__EXERCISE INPUT__
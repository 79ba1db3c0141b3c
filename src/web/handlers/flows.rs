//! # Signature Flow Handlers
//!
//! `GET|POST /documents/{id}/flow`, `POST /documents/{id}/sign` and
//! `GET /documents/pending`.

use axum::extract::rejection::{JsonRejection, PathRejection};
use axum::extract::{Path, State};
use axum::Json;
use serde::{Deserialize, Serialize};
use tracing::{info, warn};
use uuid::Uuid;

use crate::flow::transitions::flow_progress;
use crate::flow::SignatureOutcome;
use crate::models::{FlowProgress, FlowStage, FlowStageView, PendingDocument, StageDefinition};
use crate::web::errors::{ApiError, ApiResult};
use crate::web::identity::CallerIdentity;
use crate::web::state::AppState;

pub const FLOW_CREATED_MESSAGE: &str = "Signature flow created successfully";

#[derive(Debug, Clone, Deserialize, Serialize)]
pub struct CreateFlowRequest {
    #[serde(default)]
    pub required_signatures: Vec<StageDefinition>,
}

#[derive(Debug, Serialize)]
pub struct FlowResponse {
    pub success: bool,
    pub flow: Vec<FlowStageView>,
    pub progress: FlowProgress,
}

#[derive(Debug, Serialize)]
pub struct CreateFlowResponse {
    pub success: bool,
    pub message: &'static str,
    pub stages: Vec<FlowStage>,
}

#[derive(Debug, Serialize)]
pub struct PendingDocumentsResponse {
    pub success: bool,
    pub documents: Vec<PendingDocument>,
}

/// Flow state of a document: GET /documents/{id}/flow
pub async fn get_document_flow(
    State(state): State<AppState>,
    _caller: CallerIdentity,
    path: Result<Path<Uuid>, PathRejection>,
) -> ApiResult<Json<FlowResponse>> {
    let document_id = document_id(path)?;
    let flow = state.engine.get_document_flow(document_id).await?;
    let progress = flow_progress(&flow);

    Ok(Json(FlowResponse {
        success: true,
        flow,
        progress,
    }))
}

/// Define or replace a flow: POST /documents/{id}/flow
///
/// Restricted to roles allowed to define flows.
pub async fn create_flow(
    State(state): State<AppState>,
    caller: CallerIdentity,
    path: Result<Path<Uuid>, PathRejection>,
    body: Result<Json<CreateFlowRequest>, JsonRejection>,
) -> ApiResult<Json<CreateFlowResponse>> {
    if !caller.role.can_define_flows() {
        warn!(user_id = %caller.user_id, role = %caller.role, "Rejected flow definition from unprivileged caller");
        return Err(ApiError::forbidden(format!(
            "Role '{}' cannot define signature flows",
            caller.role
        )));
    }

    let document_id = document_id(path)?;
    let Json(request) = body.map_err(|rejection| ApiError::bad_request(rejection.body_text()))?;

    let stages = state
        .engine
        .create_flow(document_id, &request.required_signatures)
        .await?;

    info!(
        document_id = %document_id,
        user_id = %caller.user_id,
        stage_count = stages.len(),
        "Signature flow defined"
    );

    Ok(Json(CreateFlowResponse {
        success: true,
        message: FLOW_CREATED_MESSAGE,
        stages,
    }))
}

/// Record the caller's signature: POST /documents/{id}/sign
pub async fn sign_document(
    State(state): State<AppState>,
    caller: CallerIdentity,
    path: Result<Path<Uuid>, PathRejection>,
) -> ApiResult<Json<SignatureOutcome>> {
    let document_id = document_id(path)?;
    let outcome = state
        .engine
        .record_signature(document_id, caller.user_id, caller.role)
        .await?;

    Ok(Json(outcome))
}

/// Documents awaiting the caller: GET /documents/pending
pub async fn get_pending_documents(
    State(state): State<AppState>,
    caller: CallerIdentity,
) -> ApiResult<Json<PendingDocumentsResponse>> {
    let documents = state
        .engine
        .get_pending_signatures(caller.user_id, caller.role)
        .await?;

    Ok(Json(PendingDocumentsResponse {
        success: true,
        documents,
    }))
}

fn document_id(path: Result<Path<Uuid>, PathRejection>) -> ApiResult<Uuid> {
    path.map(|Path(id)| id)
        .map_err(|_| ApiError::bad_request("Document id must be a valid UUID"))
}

* * *

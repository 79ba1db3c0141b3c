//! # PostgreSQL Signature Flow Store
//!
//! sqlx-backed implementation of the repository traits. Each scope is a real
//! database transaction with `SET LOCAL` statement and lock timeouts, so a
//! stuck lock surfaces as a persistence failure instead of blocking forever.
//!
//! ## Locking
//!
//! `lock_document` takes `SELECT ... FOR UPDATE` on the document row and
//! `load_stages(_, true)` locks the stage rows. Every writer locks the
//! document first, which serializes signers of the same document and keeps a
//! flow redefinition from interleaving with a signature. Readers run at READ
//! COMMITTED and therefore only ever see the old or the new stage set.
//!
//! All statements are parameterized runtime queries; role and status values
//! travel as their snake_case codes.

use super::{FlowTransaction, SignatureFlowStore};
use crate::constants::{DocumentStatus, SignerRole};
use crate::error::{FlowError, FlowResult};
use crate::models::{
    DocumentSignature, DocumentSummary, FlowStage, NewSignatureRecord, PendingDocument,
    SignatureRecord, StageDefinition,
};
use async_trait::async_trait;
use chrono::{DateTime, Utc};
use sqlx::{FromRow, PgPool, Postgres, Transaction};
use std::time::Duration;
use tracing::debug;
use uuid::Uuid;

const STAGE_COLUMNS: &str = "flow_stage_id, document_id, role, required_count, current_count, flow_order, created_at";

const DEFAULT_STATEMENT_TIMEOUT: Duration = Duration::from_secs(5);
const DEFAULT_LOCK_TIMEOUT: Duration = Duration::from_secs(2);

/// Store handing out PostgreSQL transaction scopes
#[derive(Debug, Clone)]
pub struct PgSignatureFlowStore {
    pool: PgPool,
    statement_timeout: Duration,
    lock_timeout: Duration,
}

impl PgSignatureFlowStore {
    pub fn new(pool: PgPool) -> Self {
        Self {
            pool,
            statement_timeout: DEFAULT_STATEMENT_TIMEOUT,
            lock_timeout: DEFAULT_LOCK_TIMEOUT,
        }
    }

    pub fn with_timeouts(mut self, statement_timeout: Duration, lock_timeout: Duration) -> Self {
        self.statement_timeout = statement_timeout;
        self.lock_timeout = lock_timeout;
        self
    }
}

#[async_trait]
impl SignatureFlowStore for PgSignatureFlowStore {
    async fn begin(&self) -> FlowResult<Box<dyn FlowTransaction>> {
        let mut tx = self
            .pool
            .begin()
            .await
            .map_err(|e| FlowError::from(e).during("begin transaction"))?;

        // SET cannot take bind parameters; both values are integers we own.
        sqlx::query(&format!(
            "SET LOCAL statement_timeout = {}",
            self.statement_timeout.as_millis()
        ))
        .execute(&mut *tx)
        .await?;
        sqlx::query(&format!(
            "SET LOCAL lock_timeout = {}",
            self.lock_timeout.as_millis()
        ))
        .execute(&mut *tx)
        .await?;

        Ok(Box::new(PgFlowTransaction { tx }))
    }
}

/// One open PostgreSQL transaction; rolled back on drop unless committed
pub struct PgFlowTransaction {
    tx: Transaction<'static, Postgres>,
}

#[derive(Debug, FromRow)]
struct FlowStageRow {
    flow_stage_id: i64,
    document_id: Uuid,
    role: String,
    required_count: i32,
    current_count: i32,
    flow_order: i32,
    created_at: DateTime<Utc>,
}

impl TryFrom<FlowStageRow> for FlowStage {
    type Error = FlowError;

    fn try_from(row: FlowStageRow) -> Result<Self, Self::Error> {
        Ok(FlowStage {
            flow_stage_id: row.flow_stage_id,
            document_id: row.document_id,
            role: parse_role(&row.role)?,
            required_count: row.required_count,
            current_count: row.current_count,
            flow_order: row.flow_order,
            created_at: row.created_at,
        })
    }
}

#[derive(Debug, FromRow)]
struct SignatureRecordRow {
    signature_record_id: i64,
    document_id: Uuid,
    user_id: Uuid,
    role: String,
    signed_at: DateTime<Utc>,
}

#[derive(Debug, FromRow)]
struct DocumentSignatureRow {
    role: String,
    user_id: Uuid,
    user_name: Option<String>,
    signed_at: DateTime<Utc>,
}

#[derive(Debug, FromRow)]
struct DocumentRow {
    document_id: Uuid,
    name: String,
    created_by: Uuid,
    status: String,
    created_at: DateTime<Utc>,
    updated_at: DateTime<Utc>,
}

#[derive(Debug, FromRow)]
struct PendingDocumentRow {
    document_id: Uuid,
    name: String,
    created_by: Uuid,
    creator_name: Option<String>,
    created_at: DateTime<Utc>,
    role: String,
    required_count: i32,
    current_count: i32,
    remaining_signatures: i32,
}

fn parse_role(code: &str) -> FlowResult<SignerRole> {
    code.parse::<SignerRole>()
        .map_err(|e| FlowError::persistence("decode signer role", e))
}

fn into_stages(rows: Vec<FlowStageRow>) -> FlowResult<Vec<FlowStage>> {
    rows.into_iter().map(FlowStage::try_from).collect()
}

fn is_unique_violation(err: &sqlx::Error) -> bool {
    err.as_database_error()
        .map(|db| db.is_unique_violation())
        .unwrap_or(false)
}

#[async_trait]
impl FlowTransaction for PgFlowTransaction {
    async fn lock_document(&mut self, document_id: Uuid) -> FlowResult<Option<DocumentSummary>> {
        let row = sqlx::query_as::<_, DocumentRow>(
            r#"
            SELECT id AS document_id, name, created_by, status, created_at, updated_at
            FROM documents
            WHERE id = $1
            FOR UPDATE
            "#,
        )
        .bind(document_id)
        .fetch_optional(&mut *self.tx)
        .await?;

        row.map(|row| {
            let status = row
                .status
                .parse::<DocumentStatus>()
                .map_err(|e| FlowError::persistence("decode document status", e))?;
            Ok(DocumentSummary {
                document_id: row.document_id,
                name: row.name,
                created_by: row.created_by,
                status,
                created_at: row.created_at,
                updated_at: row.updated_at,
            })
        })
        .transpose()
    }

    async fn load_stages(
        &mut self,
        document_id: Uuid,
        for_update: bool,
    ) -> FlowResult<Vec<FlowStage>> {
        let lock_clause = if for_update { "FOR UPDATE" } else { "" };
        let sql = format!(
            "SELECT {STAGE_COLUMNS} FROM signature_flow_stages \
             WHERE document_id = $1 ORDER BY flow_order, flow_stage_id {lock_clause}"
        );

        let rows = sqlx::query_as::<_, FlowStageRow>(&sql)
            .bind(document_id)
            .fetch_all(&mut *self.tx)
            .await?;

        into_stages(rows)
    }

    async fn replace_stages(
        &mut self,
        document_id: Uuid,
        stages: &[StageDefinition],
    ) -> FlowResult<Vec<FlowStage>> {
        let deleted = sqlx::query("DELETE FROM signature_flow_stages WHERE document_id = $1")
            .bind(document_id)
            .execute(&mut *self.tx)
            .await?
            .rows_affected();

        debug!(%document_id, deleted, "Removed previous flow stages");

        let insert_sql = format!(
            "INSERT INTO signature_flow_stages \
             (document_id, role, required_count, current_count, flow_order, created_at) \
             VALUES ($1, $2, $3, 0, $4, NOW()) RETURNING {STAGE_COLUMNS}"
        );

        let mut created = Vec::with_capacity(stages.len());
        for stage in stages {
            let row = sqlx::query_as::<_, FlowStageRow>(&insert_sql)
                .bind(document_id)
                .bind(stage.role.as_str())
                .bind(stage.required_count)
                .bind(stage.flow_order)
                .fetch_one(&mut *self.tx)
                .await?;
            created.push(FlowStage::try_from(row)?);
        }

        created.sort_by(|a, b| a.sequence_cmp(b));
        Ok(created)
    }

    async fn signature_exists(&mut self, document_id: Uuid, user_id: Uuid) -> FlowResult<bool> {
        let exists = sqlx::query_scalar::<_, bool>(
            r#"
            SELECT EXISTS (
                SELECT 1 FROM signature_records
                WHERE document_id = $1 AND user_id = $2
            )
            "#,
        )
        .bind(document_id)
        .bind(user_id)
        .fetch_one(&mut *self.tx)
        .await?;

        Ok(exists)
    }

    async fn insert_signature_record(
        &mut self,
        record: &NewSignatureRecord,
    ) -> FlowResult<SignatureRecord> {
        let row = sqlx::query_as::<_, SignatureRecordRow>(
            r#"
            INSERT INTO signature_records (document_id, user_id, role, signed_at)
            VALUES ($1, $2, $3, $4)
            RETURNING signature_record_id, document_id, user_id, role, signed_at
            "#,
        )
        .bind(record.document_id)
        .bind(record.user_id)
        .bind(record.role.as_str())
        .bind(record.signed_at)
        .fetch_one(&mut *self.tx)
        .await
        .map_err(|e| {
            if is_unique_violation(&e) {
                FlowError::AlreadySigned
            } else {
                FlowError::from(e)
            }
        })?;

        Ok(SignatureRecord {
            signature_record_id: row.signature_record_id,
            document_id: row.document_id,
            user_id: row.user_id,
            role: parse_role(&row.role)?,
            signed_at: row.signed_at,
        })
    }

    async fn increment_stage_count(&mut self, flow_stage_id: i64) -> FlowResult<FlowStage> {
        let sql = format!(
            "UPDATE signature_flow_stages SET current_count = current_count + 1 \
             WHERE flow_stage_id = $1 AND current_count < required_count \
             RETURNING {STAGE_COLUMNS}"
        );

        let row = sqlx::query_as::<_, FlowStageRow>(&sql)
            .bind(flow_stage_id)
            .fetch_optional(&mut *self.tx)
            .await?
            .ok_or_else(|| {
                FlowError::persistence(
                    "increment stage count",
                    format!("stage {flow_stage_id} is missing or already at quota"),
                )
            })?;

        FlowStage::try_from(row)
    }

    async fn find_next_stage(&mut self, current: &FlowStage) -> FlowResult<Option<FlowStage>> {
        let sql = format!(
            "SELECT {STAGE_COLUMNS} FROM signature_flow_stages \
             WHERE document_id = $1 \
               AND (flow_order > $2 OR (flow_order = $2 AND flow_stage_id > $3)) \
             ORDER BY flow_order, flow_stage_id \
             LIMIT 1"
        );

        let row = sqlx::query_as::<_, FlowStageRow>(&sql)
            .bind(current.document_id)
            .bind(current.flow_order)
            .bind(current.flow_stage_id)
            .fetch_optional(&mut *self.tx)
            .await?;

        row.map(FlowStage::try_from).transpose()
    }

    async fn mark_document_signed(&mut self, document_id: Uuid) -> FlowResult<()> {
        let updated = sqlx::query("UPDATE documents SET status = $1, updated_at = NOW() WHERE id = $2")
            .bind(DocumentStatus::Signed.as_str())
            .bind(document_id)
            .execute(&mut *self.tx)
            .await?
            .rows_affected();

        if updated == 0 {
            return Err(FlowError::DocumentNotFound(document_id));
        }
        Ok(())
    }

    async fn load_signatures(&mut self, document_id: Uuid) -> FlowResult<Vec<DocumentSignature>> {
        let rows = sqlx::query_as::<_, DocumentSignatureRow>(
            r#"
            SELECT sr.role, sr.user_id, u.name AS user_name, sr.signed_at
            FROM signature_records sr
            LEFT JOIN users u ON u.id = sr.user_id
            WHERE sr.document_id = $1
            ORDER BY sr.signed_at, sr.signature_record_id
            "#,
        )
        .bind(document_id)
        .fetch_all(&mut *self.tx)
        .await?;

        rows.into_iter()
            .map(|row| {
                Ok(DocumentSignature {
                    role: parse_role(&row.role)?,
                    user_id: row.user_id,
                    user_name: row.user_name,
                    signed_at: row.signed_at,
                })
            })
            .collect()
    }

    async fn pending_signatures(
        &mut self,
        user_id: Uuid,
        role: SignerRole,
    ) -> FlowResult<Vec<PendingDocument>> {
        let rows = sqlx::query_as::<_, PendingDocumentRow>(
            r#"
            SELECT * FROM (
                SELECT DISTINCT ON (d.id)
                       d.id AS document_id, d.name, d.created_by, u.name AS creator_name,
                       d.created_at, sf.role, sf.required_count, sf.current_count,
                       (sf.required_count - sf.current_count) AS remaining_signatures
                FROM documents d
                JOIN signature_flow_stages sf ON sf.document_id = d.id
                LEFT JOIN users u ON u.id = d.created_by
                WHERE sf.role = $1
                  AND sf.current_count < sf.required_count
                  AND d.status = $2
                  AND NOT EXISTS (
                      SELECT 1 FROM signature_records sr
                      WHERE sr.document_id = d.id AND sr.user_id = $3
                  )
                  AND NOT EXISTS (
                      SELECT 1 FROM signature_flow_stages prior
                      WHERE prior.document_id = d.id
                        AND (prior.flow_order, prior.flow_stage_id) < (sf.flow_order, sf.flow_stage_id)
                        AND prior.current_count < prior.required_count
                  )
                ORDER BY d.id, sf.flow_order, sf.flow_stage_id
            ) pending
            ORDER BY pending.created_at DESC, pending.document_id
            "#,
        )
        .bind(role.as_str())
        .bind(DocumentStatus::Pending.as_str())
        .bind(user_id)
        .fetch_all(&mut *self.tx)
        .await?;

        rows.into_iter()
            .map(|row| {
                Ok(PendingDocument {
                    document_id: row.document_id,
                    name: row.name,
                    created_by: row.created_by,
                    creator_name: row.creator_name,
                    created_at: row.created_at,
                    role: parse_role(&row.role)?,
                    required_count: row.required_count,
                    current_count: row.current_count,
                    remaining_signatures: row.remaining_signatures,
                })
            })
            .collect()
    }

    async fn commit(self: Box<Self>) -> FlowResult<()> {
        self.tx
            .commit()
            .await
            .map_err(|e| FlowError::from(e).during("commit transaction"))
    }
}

__EXERCISE INSTRUCTIONS__
Check each line of the listing above. Copy the ones with the word "users".

__RESULT BELOW__
            LEFT JOIN users u ON u.id = sr.user_id
                LEFT JOIN users u ON u.id = d.created_by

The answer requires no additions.